# What is needed:
Retype the entries exactly. Include every line.

# Data for processing:
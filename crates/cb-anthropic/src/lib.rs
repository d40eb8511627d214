//! Anthropic adapter (Messages API).
//!
//! Implements the `cb-core` completion port. Every failure is reported as
//! `Error::Completion` so the core can treat the provider as one failure kind.

use std::time::Duration;

use async_trait::async_trait;
use serde::{Deserialize, Serialize};

use cb_core::{
    domain::Role,
    errors::Error,
    model::{client::CompletionClient, types::CompletionRequest},
    Result,
};

const ANTHROPIC_VERSION: &str = "2023-06-01";
const ERROR_BODY_MAX_CHARS: usize = 200;

#[derive(Clone, Debug)]
pub struct AnthropicConfig {
    pub api_key: String,
    pub model: String,
    pub base_url: String,
    pub timeout: Duration,
}

#[derive(Clone, Debug)]
pub struct AnthropicClient {
    cfg: AnthropicConfig,
    http: reqwest::Client,
}

#[derive(Debug, Serialize)]
struct MessagesBody<'a> {
    model: &'a str,
    max_tokens: u32,
    temperature: f32,
    #[serde(skip_serializing_if = "Option::is_none")]
    system: Option<&'a str>,
    messages: Vec<WireMessage<'a>>,
}

#[derive(Debug, Serialize)]
struct WireMessage<'a> {
    role: Role,
    content: &'a str,
}

#[derive(Debug, Deserialize)]
struct MessagesResponse {
    #[serde(default)]
    content: Vec<ContentBlock>,
}

#[derive(Debug, Deserialize)]
struct ContentBlock {
    #[serde(rename = "type")]
    kind: String,
    #[serde(default)]
    text: Option<String>,
}

impl AnthropicClient {
    pub fn new(cfg: AnthropicConfig) -> Result<Self> {
        let http = reqwest::Client::builder()
            .timeout(cfg.timeout)
            .user_agent("cb-rust/0.1")
            .build()
            .map_err(|e| Error::Config(format!("http client build failed: {e}")))?;
        Ok(Self { cfg, http })
    }

    fn endpoint(&self) -> String {
        format!("{}/v1/messages", self.cfg.base_url.trim_end_matches('/'))
    }
}

fn build_body<'a>(model: &'a str, req: &'a CompletionRequest) -> MessagesBody<'a> {
    MessagesBody {
        model,
        max_tokens: req.max_tokens,
        temperature: req.temperature,
        system: req.system.as_deref(),
        messages: req
            .messages
            .iter()
            .map(|m| WireMessage {
                role: m.role,
                content: &m.content,
            })
            .collect(),
    }
}

/// Concatenated text blocks of a Messages API response.
fn extract_text(resp: MessagesResponse) -> Result<String> {
    let text = resp
        .content
        .into_iter()
        .filter(|b| b.kind == "text")
        .filter_map(|b| b.text)
        .collect::<Vec<_>>()
        .join("");

    if text.trim().is_empty() {
        return Err(Error::Completion(
            "anthropic response contained no text".to_string(),
        ));
    }
    Ok(text)
}

#[async_trait]
impl CompletionClient for AnthropicClient {
    async fn generate(&self, req: CompletionRequest) -> Result<String> {
        let body = build_body(&self.cfg.model, &req);

        let resp = self
            .http
            .post(self.endpoint())
            .header("x-api-key", &self.cfg.api_key)
            .header("anthropic-version", ANTHROPIC_VERSION)
            .json(&body)
            .send()
            .await
            .map_err(|e| Error::Completion(format!("anthropic request error: {e}")))?;

        if !resp.status().is_success() {
            let status = resp.status();
            let body = resp.text().await.unwrap_or_default();
            tracing::warn!(status = status.as_u16(), "anthropic request rejected");
            return Err(Error::Completion(format!(
                "anthropic request failed: {status} {}",
                body.chars().take(ERROR_BODY_MAX_CHARS).collect::<String>()
            )));
        }

        let parsed: MessagesResponse = resp
            .json()
            .await
            .map_err(|e| Error::Completion(format!("anthropic json error: {e}")))?;

        extract_text(parsed)
    }
}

# Exercise result:
filename crates/cb-anthropic/src/lib.rs
repository d40eb8511627d214
//! Anthropic adapter (Messages API).
//!
//! Implements the `cb-core` completion port. Every failure is reported as
//! `Error::Completion` so the core can treat the provider as one failure kind.

use std::time::Duration;

use async_trait::async_trait;
use serde::{Deserialize, Serialize};

use cb_core::{
    domain::Role,
    errors::Error,
    model::{client::CompletionClient, types::CompletionRequest},
    Result,
};

const ANTHROPIC_VERSION: &str = "2023-06-01";
const ERROR_BODY_MAX_CHARS: usize = 200;

#[derive(Clone, Debug)]
pub struct AnthropicConfig {
    pub api_key: String,
    pub model: String,
    pub base_url: String,
    pub timeout: Duration,
}

#[derive(Clone, Debug)]
pub struct AnthropicClient {
    cfg: AnthropicConfig,
    http: reqwest::Client,
}

#[derive(Debug, Serialize)]
struct MessagesBody<'a> {
    model: &'a str,
    max_tokens: u32,
    temperature: f32,
    #[serde(skip_serializing_if = "Option::is_none")]
    system: Option<&'a str>,
    messages: Vec<WireMessage<'a>>,
}

#[derive(Debug, Serialize)]
struct WireMessage<'a> {
    role: Role,
    content: &'a str,
}

#[derive(Debug, Deserialize)]
struct MessagesResponse {
    #[serde(default)]
    content: Vec<ContentBlock>,
}

#[derive(Debug, Deserialize)]
struct ContentBlock {
    #[serde(rename = "type")]
    kind: String,
    #[serde(default)]
    text: Option<String>,
}

impl AnthropicClient {
    pub fn new(cfg: AnthropicConfig) -> Result<Self> {
        let http = reqwest::Client::builder()
            .timeout(cfg.timeout)
            .user_agent("cb-rust/0.1")
            .build()
            .map_err(|e| Error::Config(format!("http client build failed: {e}")))?;
        Ok(Self { cfg, http })
    }

    fn endpoint(&self) -> String {
        format!("{}/v1/messages", self.cfg.base_url.trim_end_matches('/'))
    }
}

fn build_body<'a>(model: &'a str, req: &'a CompletionRequest) -> MessagesBody<'a> {
    MessagesBody {
        model,
        max_tokens: req.max_tokens,
        temperature: req.temperature,
        system: req.system.as_deref(),
        messages: req
            .messages
            .iter()
            .map(|m| WireMessage {
                role: m.role,
                content: &m.content,
            })
            .collect(),
    }
}

/// Concatenated text blocks of a Messages API response.
fn extract_text(resp: MessagesResponse) -> Result<String> {
    let text = resp
        .content
        .into_iter()
        .filter(|b| b.kind == "text")
        .filter_map(|b| b.text)
        .collect::<Vec<_>>()
        .join("");

    if text.trim().is_empty() {
        return Err(Error::Completion(
            "anthropic response contained no text".to_string(),
        ));
    }
    Ok(text)
}

#[async_trait]
impl CompletionClient for AnthropicClient {
    async fn generate(&self, req: CompletionRequest) -> Result<String> {
        let body = build_body(&self.cfg.model, &req);

        let resp = self
            .http
            .post(self.endpoint())
            .header("x-api-key", &self.cfg.api_key)
            .header("anthropic-version", ANTHROPIC_VERSION)
            .json(&body)
            .send()
            .await
            .map_err(|e| Error::Completion(format!("anthropic request error: {e}")))?;

        if !resp.status().is_success() {
            let status = resp.status();
            let body = resp.text().await.unwrap_or_default();
            tracing::warn!(status = status.as_u16(), "anthropic request rejected");
            return Err(Error::Completion(format!(
                "anthropic request failed: {status} {}",
                body.chars().take(ERROR_BODY_MAX_CHARS).collect::<String>()
            )));
        }

        let parsed: MessagesResponse = resp
            .json()
            .await
            .map_err(|e| Error::Completion(format!("anthropic json error: {e}")))?;

        extract_text(parsed)
    }
}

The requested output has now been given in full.